Crack of bone on bone, a wail of pain (hallefuckinlujah, not his!) and Daniel Tanner flew fifteen or twenty feet back and slammed into the alley wall, instantly unconscious--forgotten how sodding fragile the average human being was when you could really let go and hit them. Spike stood staring with incredulous joy at his clenched fist, which twinged just the slightest bit across the knuckles (already healing) and which was the only thing about him that did. He threw back his head and roared for sheer bloody-minded joy, whirling on his next victim, who came staggering into him reeling from Buffy’s blow. Spike grabbed Blue Cap by the shirtfront and hoisted him into the air, shaking him as a terrier would a rat. He rammed his nose into the man’s fear-convulsed face and bared his fangs, and the bastard all but pissed himself then and there. “Yeah! That's right! Quiver in your bleeding boots, chum, ‘cause Spike’s back and he’s a bloody--!”

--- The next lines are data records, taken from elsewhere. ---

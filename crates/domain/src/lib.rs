//! Domain entities and invariants.

#![forbid(unsafe_code)]

mod catalog;
mod field;
mod grid;
mod section;
mod security;

pub use catalog::{CATALOG_PAGE_IDS, default_sections};
pub use field::{Field, FieldKind, FieldList, FieldUpdate};
pub use grid::{
    DEFAULT_CELL_SIZE_PX, DEFAULT_GAP_PX, DEFAULT_GRID_COLUMNS, DEFAULT_GRID_ROWS, GridBounds,
    GridCell, GridDimensions, GridGeometry, GridOptions, GridSpan, PointerPosition,
};
pub use section::{Section, SectionAccess};
pub use security::{
    Capability, DataSensitivity, EXPORT_ACCESS, MODULE_ACCESS, PermissionRecord, Role, RoleSet,
    SECTION_ACTION_RULES,
};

The boast died in his throat as fingers gripped his arm, digging into his biceps hard enough to hurt. He looked down. Eyes confronted him, boring into his own--those gorgeous Sarah Crewe eyes, grey-green, flecked with golden brown, rimmed with impossibly thick dark lashes. Enormous. Horrified. Buffy stood beside him on the pavement, her lower lip just this side of trembling, her hand on his arm rock-steady, pulling Blue Cap back to earth. Her other hand hovered an inch away from her purse, where among other useful items, she always carried, as Spike knew very well, the well-worn length of oak which had served two Slayers in its time--just the thing for a vampire who'd killed two.
The look of betrayal in her eyes was worse than any stake.
He lost his hold on game face without even realizing it, tossed Blue Cap after Tanner, and dropped to his knees before her for the second time that night. “Oh, Christ, Buffy--my heart, my love, I tried to tell you, I really did!” His voice had gone husky and pleading. If she believed nothing else of him ever again, she had to believe this. “I know--I know I’m a monster. But I’ll do my damnedest to be a good monster--for you, love.” He spread his arms wide, baring his chest to that length of sharpened oak which had been polished on the bones of a thousand of his kind before him.
He closed his eyes--because it was traditional. And he waited.